Some members of the Idaho Senate have their sights set on the board members who oversee the state’s government-run insurance exchange. They will get their chance, according to Sen. John Tippets, R-Montpelier, when the Senate Commerce and Human Resources Committee begins the process of confirming the board members later this month.
“I want to know how the board is operating in terms of our state’s open meetings laws and public records requests,” said Sen. Jim Guthrie, R-McCammon, a member of the committee. “There is some question as to whether or not the exchange board is even required to comply with those laws, but we need transparency and I will be asking them about that.”
Guthrie also raises concerns about the exchange’s executive director, Amy Dowd, concerning her salary (Dowd is one of the highest-paid government employees in Idaho earning a larger salary that the governor), as well as her controversial decision to award a $375,000 contract to Frank Chan immediately after he had resigned from the board, an event that sparked a firestorm of controversy last October.
“There’s just a lot we don’t know about that,” Guthrie told IdahoReporter.com. “I want to know what were the events that led to that decision, who advised her (Dowd) to do that. So I’ll be asking the board members about it.”
On this point Sen. Jim Patrick, R-Twin Falls, vice chair of the committee, agrees with Guthrie. “I will be asking the board members if they will make sure to never award a contract like that again. I’ll also ask them how they intend to make sure that it never happens again.”
Sen. Todd Lakey, R-Nampa, who also serves on the committee, said that he intends to inquire about data security with the exchange. “Obviously the rollout was a big mess. I do think, however, that they’ve fixed many of the problems. Given that the website is operating on a federal platform, I want to know what portions of data do we control and do we not control.”
Despite the Legislature specifying last year that the Idaho insurance exchange was to have been “state based,” the board of directors chose to use a federal government web platform almost immediately after the board was formed.
Lakey said that “I think they did what they had to do. But I also know that remaining on a federal web platform is not the long-term plan, and I will ask about that.”
Despite a provision in state law that requires it, the members of the exchange’s board members were able to begin their work in April of 2013 without being confirmed by the Senate.
According to Brian Kane, deputy attorney general, Otter was able to navigate around the need for Senate confirmation of the board members because of how he timed their appointments.
“The insurance exchange bill was signed in to law by Gov.
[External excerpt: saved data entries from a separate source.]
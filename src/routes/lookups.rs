use axum::{
    Extension, Json, Router,
    extract::{Path, Query, State},
    routing::get,
};
use uuid::Uuid;

use crate::{
    dto::catalog::{LookupList, LookupRequest},
    error::AppResult,
    middleware::auth::AuthUser,
    models::LookupItem,
    response::ApiResponse,
    routes::params::Pagination,
    services::lookup_service::{self, LookupKind},
    state::AppState,
};

/// Every lookup collection is mounted with the same handlers; the
/// `LookupKind` extension selects the table.
pub fn router(kind: LookupKind) -> Router<AppState> {
    Router::new()
        .route("/", get(list_lookups).post(create_lookup))
        .route(
            "/{id}",
            get(get_lookup).put(update_lookup).delete(delete_lookup),
        )
        .layer(Extension(kind))
}

#[utoipa::path(
    get,
    path = "/api/{lookup}",
    params(
        ("lookup" = String, Path, description = "roles, brands, product-categories, product-colors, product-sizes or product-weights"),
        ("page" = Option<i64>, Query, description = "Page number, default 1"),
        ("per_page" = Option<i64>, Query, description = "Items per page, default 20")
    ),
    responses(
        (status = 200, description = "List lookup values", body = ApiResponse<LookupList>)
    ),
    tag = "Lookups"
)]
pub async fn list_lookups(
    State(state): State<AppState>,
    Extension(kind): Extension<LookupKind>,
    Query(pagination): Query<Pagination>,
) -> AppResult<Json<ApiResponse<LookupList>>> {
    let resp = lookup_service::list(&state.pool, kind, pagination).await?;
    Ok(Json(resp))
}

#[utoipa::path(
    get,
    path = "/api/{lookup}/{id}",
    params(
        ("lookup" = String, Path, description = "Lookup collection"),
        ("id" = Uuid, Path, description = "Lookup ID")
    ),
    responses(
        (status = 200, description = "Lookup value", body = ApiResponse<LookupItem>),
        (status = 404, description = "Not found")
    ),
    tag = "Lookups"
)]
pub async fn get_lookup(
    State(state): State<AppState>,
    Extension(kind): Extension<LookupKind>,
    Path(id): Path<Uuid>,
) -> AppResult<Json<ApiResponse<LookupItem>>> {
    let resp = lookup_service::get(&state.pool, kind, id).await?;
    Ok(Json(resp))
}

#[utoipa::path(
    post,
    path = "/api/{lookup}",
    params(("lookup" = String, Path, description = "Lookup collection")),
    request_body = LookupRequest,
    responses(
        (status = 200, description = "Lookup value created", body = ApiResponse<LookupItem>),
        (status = 409, description = "Name already exists")
    ),
    security(("bearer_auth" = [])),
    tag = "Lookups"
)]
pub async fn create_lookup(
    State(state): State<AppState>,
    Extension(kind): Extension<LookupKind>,
    user: AuthUser,
    Json(payload): Json<LookupRequest>,
) -> AppResult<Json<ApiResponse<LookupItem>>> {
    let resp = lookup_service::create(&state.pool, &user, kind, payload).await?;
    Ok(Json(resp))
}

#[utoipa::path(
    put,
    path = "/api/{lookup}/{id}",
    params(
        ("lookup" = String, Path, description = "Lookup collection"),
        ("id" = Uuid, Path, description = "Lookup ID")
    ),
    request_body = LookupRequest,
    responses(
        (status = 200, description = "Lookup value updated", body = ApiResponse<LookupItem>),
        (status = 404, description = "Not found"),
        (status = 409, description = "Name already exists")
    ),
    security(("bearer_auth" = [])),
    tag = "Lookups"
)]
pub async fn update_lookup(
    State(state): State<AppState>,
    Extension(kind): Extension<LookupKind>,
    user: AuthUser,
    Path(id): Path<Uuid>,
    Json(payload): Json<LookupRequest>,
) -> AppResult<Json<ApiResponse<LookupItem>>> {
    let resp = lookup_service::update(&state.pool, &user, kind, id, payload).await?;
    Ok(Json(resp))
}

#[utoipa::path(
    delete,
    path = "/api/{lookup}/{id}",
    params(
        ("lookup" = String, Path, description = "Lookup collection"),
        ("id" = Uuid, Path, description = "Lookup ID")
    ),
    responses(
        (status = 200, description = "Lookup value deleted", body = ApiResponse<serde_json::Value>),
        (status = 404, description = "Not found"),
        (status = 409, description = "Still referenced")
    ),
    security(("bearer_auth" = [])),
    tag = "Lookups"
)]
pub async fn delete_lookup(
    State(state): State<AppState>,
    Extension(kind): Extension<LookupKind>,
    user: AuthUser,
    Path(id): Path<Uuid>,
) -> AppResult<Json<ApiResponse<serde_json::Value>>> {
    let resp = lookup_service::delete(&state.pool, &user, kind, id).await?;
    Ok(Json(resp))
}
use sea_orm::entity::prelude::*;

#[derive(Clone, Debug, PartialEq, DeriveEntityModel)]
#[sea_orm(table_name = "password_reset_tokens")]
pub struct Model {
    #[sea_orm(primary_key, auto_increment = false)]
    pub token: Uuid,
    pub user_id: Uuid,
    pub expires_at: DateTimeWithTimeZone,
    pub used_at: Option<DateTimeWithTimeZone>,
    pub created_at: DateTimeWithTimeZone,
}

#[derive(Copy, Clone, Debug, EnumIter, DeriveRelation)]
pub enum Relation {
    #[sea_orm(
        belongs_to = "super::users::Entity",
        from = "Column::UserId",
        to = "super::users::Column::Id"
    )]
    Users,
}

impl Related<super::users::Entity> for Entity {
    fn to() -> RelationDef {
        Relation::Users.def()
    }
}

impl ActiveModelBehavior for ActiveModel {}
Otter on March 28,” Kane explained to IdahoReporter.com. “The Legislature adjourned on April 4, and then the governor appointed the board members on April 10. According to Article 4 Section VI of the Idaho State Constitution, the governor can fill vacancies on boards by himself when the Senate is not in session, so the governor’s appointments stand without Senate confirmation, and this was all done in accordance with the law and the constitution.”
During last year’s session of the Legislature, a central point of debate was whether the Idaho insurance exchange would be overseen adequately by those in elective offices who are in turn directly accountable to the public, or merely by appointees of the governor.
For example, at a February 2013 meeting of the Senate Commerce and Human Resources Committee, former Sen. Branden Durst, D-Boise, said that “legislators need to think very carefully whether or not we want to abdicate our authority to a governing board,” adding “why is it that the governor, the executive branch, seems to have final authority over this?”
Durst was the only member of the committee to vote against the insurance exchange bill. He resigned from the Senate in December of 2013 because he relocated out of Idaho.
Similarly in March of last year, House Majority Leader Mike Moyle, R-Star, debated against the insurance exchange bill, noting that the exchange would be a nongovernmental entity “consisting of unelected folks who will tax us and make our decisions.” During debate on the House floor, he asked fellow House members “Have you really read this bill? If you want a state exchange, then have the state involved in running it for cryin’ out loud.”
While the launch of the insurance exchange is currently funded by grants from the U.S. Department of Health and Human Services, it is structured so that it must eventually become fully self-funding with taxes that are charged on insurance policy purchases. One of the arguments in favor of creating the insurance exchange in Idaho was that if the federal government were to create an exchange in the Gem State, it would charge consumers a 3.5 percent tax on policy purchases, but a state-based exchange could hold the tax at 1.5 percent.
On this point, Guthrie said that “I want to ask the board members if we can really maintain that rate. There was talk earlier last fall that they may need to raise the tax in order to fund the exchange, but we created the exchange in part to keep the tax rate down, so I’ll ask them about that.”
According to Tippets, the confirmation process will begin in the committee, but each board member will then need to be approved by a vote of the full Senate.